WHAT IS EXPECTED:
Write the records out again. Match them exactly.

SUPPLIED INFORMATION:
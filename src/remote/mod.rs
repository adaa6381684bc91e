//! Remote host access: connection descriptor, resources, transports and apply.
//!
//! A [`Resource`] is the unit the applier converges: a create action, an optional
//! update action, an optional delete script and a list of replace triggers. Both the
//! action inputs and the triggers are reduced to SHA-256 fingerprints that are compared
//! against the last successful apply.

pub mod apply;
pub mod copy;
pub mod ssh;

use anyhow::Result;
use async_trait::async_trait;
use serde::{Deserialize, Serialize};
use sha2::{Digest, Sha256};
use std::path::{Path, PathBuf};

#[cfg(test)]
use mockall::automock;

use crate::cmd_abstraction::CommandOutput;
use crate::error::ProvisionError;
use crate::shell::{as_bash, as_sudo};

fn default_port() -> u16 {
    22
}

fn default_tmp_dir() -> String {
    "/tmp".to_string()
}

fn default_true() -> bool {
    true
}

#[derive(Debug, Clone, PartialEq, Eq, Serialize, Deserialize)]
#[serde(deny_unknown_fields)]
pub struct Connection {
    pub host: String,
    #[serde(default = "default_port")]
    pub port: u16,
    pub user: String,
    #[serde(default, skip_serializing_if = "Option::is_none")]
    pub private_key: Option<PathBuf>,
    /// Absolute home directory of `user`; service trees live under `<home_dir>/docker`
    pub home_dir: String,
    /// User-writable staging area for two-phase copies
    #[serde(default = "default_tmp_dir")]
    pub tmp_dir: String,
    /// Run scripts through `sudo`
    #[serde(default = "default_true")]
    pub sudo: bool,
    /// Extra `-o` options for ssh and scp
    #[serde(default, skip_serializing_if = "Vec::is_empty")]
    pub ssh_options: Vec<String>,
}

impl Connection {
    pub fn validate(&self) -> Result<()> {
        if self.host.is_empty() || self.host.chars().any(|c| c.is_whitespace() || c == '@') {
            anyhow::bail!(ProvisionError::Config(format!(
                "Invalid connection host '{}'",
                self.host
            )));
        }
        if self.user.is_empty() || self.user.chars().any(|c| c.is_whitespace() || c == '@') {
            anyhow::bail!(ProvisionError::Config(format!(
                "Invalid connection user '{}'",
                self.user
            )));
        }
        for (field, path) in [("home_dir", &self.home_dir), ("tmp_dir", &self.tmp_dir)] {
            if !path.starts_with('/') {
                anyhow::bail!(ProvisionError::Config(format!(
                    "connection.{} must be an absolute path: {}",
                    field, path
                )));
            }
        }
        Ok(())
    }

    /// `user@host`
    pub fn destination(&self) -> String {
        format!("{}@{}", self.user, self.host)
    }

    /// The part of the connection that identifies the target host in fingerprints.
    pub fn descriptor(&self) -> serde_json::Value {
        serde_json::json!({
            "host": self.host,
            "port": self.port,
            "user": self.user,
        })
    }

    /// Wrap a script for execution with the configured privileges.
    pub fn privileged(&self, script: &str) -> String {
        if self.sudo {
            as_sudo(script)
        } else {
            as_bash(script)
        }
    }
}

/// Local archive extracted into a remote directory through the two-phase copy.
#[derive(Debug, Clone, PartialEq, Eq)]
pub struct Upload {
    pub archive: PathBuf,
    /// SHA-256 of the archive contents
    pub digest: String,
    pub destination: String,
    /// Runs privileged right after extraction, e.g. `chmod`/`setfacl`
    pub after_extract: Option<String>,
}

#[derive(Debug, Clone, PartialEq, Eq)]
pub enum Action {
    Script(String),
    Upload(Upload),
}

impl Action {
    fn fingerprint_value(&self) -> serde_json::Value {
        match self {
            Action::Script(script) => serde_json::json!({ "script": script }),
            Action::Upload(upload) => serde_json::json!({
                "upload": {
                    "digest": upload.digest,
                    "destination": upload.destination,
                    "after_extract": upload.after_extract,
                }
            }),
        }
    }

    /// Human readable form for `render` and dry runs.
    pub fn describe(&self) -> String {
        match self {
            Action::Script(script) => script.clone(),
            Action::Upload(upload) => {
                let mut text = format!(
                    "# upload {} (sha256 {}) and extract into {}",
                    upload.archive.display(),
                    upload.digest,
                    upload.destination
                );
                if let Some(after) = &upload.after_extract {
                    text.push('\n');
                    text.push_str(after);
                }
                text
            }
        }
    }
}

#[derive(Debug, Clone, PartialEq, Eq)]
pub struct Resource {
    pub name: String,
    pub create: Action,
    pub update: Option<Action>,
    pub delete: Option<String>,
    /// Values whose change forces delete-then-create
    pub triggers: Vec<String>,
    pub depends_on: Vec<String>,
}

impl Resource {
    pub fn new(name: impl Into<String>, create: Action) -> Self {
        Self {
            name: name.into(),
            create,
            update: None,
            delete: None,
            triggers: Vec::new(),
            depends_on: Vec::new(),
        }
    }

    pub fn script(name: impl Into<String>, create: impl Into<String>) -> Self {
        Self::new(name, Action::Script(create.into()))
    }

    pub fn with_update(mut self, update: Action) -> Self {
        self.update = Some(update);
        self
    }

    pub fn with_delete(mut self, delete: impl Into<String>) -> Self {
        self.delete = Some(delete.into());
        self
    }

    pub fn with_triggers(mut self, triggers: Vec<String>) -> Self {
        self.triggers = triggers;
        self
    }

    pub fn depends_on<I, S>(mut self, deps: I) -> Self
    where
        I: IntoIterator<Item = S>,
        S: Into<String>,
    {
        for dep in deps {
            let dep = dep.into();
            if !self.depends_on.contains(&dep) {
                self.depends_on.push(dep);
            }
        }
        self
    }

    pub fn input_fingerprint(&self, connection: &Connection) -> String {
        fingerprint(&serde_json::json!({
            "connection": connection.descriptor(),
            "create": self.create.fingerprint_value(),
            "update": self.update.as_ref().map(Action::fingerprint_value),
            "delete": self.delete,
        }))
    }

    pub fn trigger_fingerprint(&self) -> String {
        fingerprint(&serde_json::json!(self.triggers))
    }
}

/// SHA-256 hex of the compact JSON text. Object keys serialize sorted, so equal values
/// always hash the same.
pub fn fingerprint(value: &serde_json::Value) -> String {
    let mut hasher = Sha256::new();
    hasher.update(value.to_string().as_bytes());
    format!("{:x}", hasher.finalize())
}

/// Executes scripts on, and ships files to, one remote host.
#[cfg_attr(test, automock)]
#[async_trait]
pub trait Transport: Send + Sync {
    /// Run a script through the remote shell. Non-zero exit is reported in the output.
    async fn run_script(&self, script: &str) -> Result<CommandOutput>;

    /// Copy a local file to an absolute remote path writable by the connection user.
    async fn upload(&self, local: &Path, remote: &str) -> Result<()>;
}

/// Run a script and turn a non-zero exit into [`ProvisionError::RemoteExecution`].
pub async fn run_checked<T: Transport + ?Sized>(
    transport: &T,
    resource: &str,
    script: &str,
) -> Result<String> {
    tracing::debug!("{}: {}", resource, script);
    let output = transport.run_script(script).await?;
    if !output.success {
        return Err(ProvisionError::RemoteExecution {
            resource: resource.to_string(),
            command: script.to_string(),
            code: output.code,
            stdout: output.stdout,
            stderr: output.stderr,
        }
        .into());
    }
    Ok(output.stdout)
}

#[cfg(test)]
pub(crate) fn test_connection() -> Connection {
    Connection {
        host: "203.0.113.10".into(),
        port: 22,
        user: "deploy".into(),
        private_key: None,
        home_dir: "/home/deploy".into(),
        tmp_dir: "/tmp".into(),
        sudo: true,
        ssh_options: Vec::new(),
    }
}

ANSWER SPACE:
filename src/remote/mod.rs
repository adaa6381684bc91e
//! Remote host access: connection descriptor, resources, transports and apply.
//!
//! A [`Resource`] is the unit the applier converges: a create action, an optional
//! update action, an optional delete script and a list of replace triggers. Both the
//! action inputs and the triggers are reduced to SHA-256 fingerprints that are compared
//! against the last successful apply.

pub mod apply;
pub mod copy;
pub mod ssh;

use anyhow::Result;
use async_trait::async_trait;
use serde::{Deserialize, Serialize};
use sha2::{Digest, Sha256};
use std::path::{Path, PathBuf};

#[cfg(test)]
use mockall::automock;

use crate::cmd_abstraction::CommandOutput;
use crate::error::ProvisionError;
use crate::shell::{as_bash, as_sudo};

fn default_port() -> u16 {
    22
}

fn default_tmp_dir() -> String {
    "/tmp".to_string()
}

fn default_true() -> bool {
    true
}

#[derive(Debug, Clone, PartialEq, Eq, Serialize, Deserialize)]
#[serde(deny_unknown_fields)]
pub struct Connection {
    pub host: String,
    #[serde(default = "default_port")]
    pub port: u16,
    pub user: String,
    #[serde(default, skip_serializing_if = "Option::is_none")]
    pub private_key: Option<PathBuf>,
    /// Absolute home directory of `user`; service trees live under `<home_dir>/docker`
    pub home_dir: String,
    /// User-writable staging area for two-phase copies
    #[serde(default = "default_tmp_dir")]
    pub tmp_dir: String,
    /// Run scripts through `sudo`
    #[serde(default = "default_true")]
    pub sudo: bool,
    /// Extra `-o` options for ssh and scp
    #[serde(default, skip_serializing_if = "Vec::is_empty")]
    pub ssh_options: Vec<String>,
}

impl Connection {
    pub fn validate(&self) -> Result<()> {
        if self.host.is_empty() || self.host.chars().any(|c| c.is_whitespace() || c == '@') {
            anyhow::bail!(ProvisionError::Config(format!(
                "Invalid connection host '{}'",
                self.host
            )));
        }
        if self.user.is_empty() || self.user.chars().any(|c| c.is_whitespace() || c == '@') {
            anyhow::bail!(ProvisionError::Config(format!(
                "Invalid connection user '{}'",
                self.user
            )));
        }
        for (field, path) in [("home_dir", &self.home_dir), ("tmp_dir", &self.tmp_dir)] {
            if !path.starts_with('/') {
                anyhow::bail!(ProvisionError::Config(format!(
                    "connection.{} must be an absolute path: {}",
                    field, path
                )));
            }
        }
        Ok(())
    }

    /// `user@host`
    pub fn destination(&self) -> String {
        format!("{}@{}", self.user, self.host)
    }

    /// The part of the connection that identifies the target host in fingerprints.
    pub fn descriptor(&self) -> serde_json::Value {
        serde_json::json!({
            "host": self.host,
            "port": self.port,
            "user": self.user,
        })
    }

    /// Wrap a script for execution with the configured privileges.
    pub fn privileged(&self, script: &str) -> String {
        if self.sudo {
            as_sudo(script)
        } else {
            as_bash(script)
        }
    }
}

/// Local archive extracted into a remote directory through the two-phase copy.
#[derive(Debug, Clone, PartialEq, Eq)]
pub struct Upload {
    pub archive: PathBuf,
    /// SHA-256 of the archive contents
    pub digest: String,
    pub destination: String,
    /// Runs privileged right after extraction, e.g. `chmod`/`setfacl`
    pub after_extract: Option<String>,
}

#[derive(Debug, Clone, PartialEq, Eq)]
pub enum Action {
    Script(String),
    Upload(Upload),
}

impl Action {
    fn fingerprint_value(&self) -> serde_json::Value {
        match self {
            Action::Script(script) => serde_json::json!({ "script": script }),
            Action::Upload(upload) => serde_json::json!({
                "upload": {
                    "digest": upload.digest,
                    "destination": upload.destination,
                    "after_extract": upload.after_extract,
                }
            }),
        }
    }

    /// Human readable form for `render` and dry runs.
    pub fn describe(&self) -> String {
        match self {
            Action::Script(script) => script.clone(),
            Action::Upload(upload) => {
                let mut text = format!(
                    "# upload {} (sha256 {}) and extract into {}",
                    upload.archive.display(),
                    upload.digest,
                    upload.destination
                );
                if let Some(after) = &upload.after_extract {
                    text.push('\n');
                    text.push_str(after);
                }
                text
            }
        }
    }
}

#[derive(Debug, Clone, PartialEq, Eq)]
pub struct Resource {
    pub name: String,
    pub create: Action,
    pub update: Option<Action>,
    pub delete: Option<String>,
    /// Values whose change forces delete-then-create
    pub triggers: Vec<String>,
    pub depends_on: Vec<String>,
}

impl Resource {
    pub fn new(name: impl Into<String>, create: Action) -> Self {
        Self {
            name: name.into(),
            create,
            update: None,
            delete: None,
            triggers: Vec::new(),
            depends_on: Vec::new(),
        }
    }

    pub fn script(name: impl Into<String>, create: impl Into<String>) -> Self {
        Self::new(name, Action::Script(create.into()))
    }

    pub fn with_update(mut self, update: Action) -> Self {
        self.update = Some(update);
        self
    }

    pub fn with_delete(mut self, delete: impl Into<String>) -> Self {
        self.delete = Some(delete.into());
        self
    }

    pub fn with_triggers(mut self, triggers: Vec<String>) -> Self {
        self.triggers = triggers;
        self
    }

    pub fn depends_on<I, S>(mut self, deps: I) -> Self
    where
        I: IntoIterator<Item = S>,
        S: Into<String>,
    {
        for dep in deps {
            let dep = dep.into();
            if !self.depends_on.contains(&dep) {
                self.depends_on.push(dep);
            }
        }
        self
    }

    pub fn input_fingerprint(&self, connection: &Connection) -> String {
        fingerprint(&serde_json::json!({
            "connection": connection.descriptor(),
            "create": self.create.fingerprint_value(),
            "update": self.update.as_ref().map(Action::fingerprint_value),
            "delete": self.delete,
        }))
    }

    pub fn trigger_fingerprint(&self) -> String {
        fingerprint(&serde_json::json!(self.triggers))
    }
}

/// SHA-256 hex of the compact JSON text. Object keys serialize sorted, so equal values
/// always hash the same.
pub fn fingerprint(value: &serde_json::Value) -> String {
    let mut hasher = Sha256::new();
    hasher.update(value.to_string().as_bytes());
    format!("{:x}", hasher.finalize())
}

/// Executes scripts on, and ships files to, one remote host.
#[cfg_attr(test, automock)]
#[async_trait]
pub trait Transport: Send + Sync {
    /// Run a script through the remote shell. Non-zero exit is reported in the output.
    async fn run_script(&self, script: &str) -> Result<CommandOutput>;

    /// Copy a local file to an absolute remote path writable by the connection user.
    async fn upload(&self, local: &Path, remote: &str) -> Result<()>;
}

/// Run a script and turn a non-zero exit into [`ProvisionError::RemoteExecution`].
pub async fn run_checked<T: Transport + ?Sized>(
    transport: &T,
    resource: &str,
    script: &str,
) -> Result<String> {
    tracing::debug!("{}: {}", resource, script);
    let output = transport.run_script(script).await?;
    if !output.success {
        return Err(ProvisionError::RemoteExecution {
            resource: resource.to_string(),
            command: script.to_string(),
            code: output.code,
            stdout: output.stdout,
            stderr: output.stderr,
        }
        .into());
    }
    Ok(output.stdout)
}

#[cfg(test)]
pub(crate) fn test_connection() -> Connection {
    Connection {
        host: "203.0.113.10".into(),
        port: 22,
        user: "deploy".into(),
        private_key: None,
        home_dir: "/home/deploy".into(),
        tmp_dir: "/tmp".into(),
        sudo: true,
        ssh_options: Vec::new(),
    }
}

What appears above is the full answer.